= Lampricide =

Class of pesiticides used to control lampreys

Chemical structure of 3-trifluoromethyl-4-nitrophenol (TFM), a common lampricide

A lampricide is any chemical designed to target the larvae of lampreys in river systems before they develop into parasitic adults. One lampricide is used in the headwaters of Lake Champlain and the Great Lakes to control the sea lamprey (Petromyzon marinus), an invasive species to these lakes.

TFM (3-trifluoromethyl-4-nitrophenol) is the main chemical used for this purpose. As it is hydrophobic, it passes through biological membranes.

TFM is a metabolic uncoupler—that is, TFM separates the electron transport chain from ATP synthesis, resulting in the failure of the aerobic respiration process. It accomplishes this by disrupting the electrochemical gradient that powers ATP synthase—as an acid, it donates H+ ions to the mitochondrial matrix. The electron transport chain is not affected and continues using oxygen, without producing ATP.
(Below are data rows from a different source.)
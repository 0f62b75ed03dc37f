// ==========================================
// 合同事项台账 - 应用状态
// ==========================================
// 职责: 管理应用级别的共享状态和API实例
// 数据目录布局:
//   <data_dir>/matters.json
//   <data_dir>/owners.json
//   <data_dir>/matter_ledger.db (config_kv / import_batch / schema_version)
// ==========================================

use std::path::{Path, PathBuf};
use std::sync::{Arc, Mutex};

use crate::api::{DashboardApi, ImportApi, MatterApi, OwnerApi};
use crate::config::config_manager::ConfigManager;
use crate::db::{open_sqlite_connection, LEDGER_DB_FILE};
use crate::repository::{
    ImportBatchRepository, MatterStore, OwnerStore, MATTERS_FILE, OWNERS_FILE,
};

/// 数据目录环境变量
pub const DATA_DIR_ENV: &str = "MATTER_LEDGER_DATA_DIR";

/// 应用状态
///
/// 包含所有API实例和共享资源
pub struct AppState {
    /// 数据目录
    pub data_dir: PathBuf,

    /// 数据库路径
    pub db_path: String,

    /// 事项API
    pub matter_api: Arc<MatterApi>,

    /// 负责人API
    pub owner_api: Arc<OwnerApi>,

    /// 驾驶舱API
    pub dashboard_api: Arc<DashboardApi>,

    /// 导入API
    pub import_api: Arc<ImportApi>,

    /// 配置管理器
    pub config_manager: Arc<ConfigManager>,
}

impl AppState {
    /// 创建新的AppState实例
    ///
    /// # 参数
    /// - data_dir: 数据目录（不存在时创建）
    ///
    /// # 返回
    /// - Ok(AppState): 应用状态实例
    /// - Err(String): 初始化错误
    pub fn new(data_dir: impl AsRef<Path>) -> Result<Self, String> {
        let data_dir = data_dir.as_ref().to_path_buf();
        tracing::info!("初始化AppState，数据目录: {}", data_dir.display());

        std::fs::create_dir_all(&data_dir)
            .map_err(|e| format!("无法创建数据目录 {}: {}", data_dir.display(), e))?;

        // 创建数据库连接（配置与批次审计共享）
        let db_path = data_dir.join(LEDGER_DB_FILE).to_string_lossy().to_string();
        let conn = open_sqlite_connection(&db_path).map_err(|e| format!("无法打开数据库: {}", e))?;
        let conn = Arc::new(Mutex::new(conn));

        // ==========================================
        // 初始化Repository层
        // ==========================================
        let matters = MatterStore::open(data_dir.join(MATTERS_FILE))
            .map_err(|e| format!("无法打开事项集合: {}", e))?;
        let owners = OwnerStore::open(data_dir.join(OWNERS_FILE))
            .map_err(|e| format!("无法打开负责人名册: {}", e))?;
        let batch_repo = Arc::new(ImportBatchRepository::from_connection(conn.clone()));

        let config_manager = Arc::new(
            ConfigManager::from_connection(conn).map_err(|e| format!("无法初始化配置: {}", e))?,
        );

        // ==========================================
        // 创建API实例
        // ==========================================
        let matter_api = Arc::new(MatterApi::new(matters.clone()));
        let owner_api = Arc::new(OwnerApi::new(owners.clone(), matters.clone()));
        let dashboard_api = Arc::new(DashboardApi::new(matters.clone()));
        let import_api = Arc::new(ImportApi::new(
            matters,
            owners,
            batch_repo,
            config_manager.clone(),
        ));

        tracing::info!("AppState初始化完成");

        Ok(Self {
            data_dir,
            db_path,
            matter_api,
            owner_api,
            dashboard_api,
            import_api,
            config_manager,
        })
    }
}

/// 获取默认数据目录
///
/// 优先级: 环境变量 MATTER_LEDGER_DATA_DIR → 用户数据目录 → ./matter-ledger-data
pub fn get_default_data_dir() -> PathBuf {
    // 允许通过环境变量显式指定数据目录（便于调试/测试/CI）
    if let Ok(path) = std::env::var(DATA_DIR_ENV) {
        let trimmed = path.trim();
        if !trimmed.is_empty() {
            return PathBuf::from(trimmed);
        }
    }

    match dirs::data_dir() {
        // 开发环境使用独立目录，避免污染正式数据
        #[cfg(debug_assertions)]
        Some(data_dir) => data_dir.join("matter-ledger-dev"),
        #[cfg(not(debug_assertions))]
        Some(data_dir) => data_dir.join("matter-ledger"),
        None => PathBuf::from("./matter-ledger-data"),
    }
}

#[cfg(test)]
mod tests {
    use super::*;
    use tempfile::TempDir;

    #[test]
    fn test_get_default_data_dir() {
        let path = get_default_data_dir();
        assert!(!path.as_os_str().is_empty());
    }

    #[test]
    fn test_new_creates_layout() {
        let dir = TempDir::new().unwrap();
        let root = dir.path().join("ledger");
        let state = AppState::new(&root).unwrap();

        assert!(root.join(LEDGER_DB_FILE).exists());
        assert!(state.db_path.ends_with(LEDGER_DB_FILE));
        assert!(state.dashboard_api.get_summary().unwrap().total == 0);
    }
}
While the general opinion is that TFM typically does not harm other fish (due to the relationship between true fish and lampreys), lampricide can be problematic for many amphibians, such as mudpuppies (genus Necturus) which often share the same habitats. Also, some more "primitive" species of fish, such as the sturgeon in the Great Lakes are sensitive to chemicals such as TFM.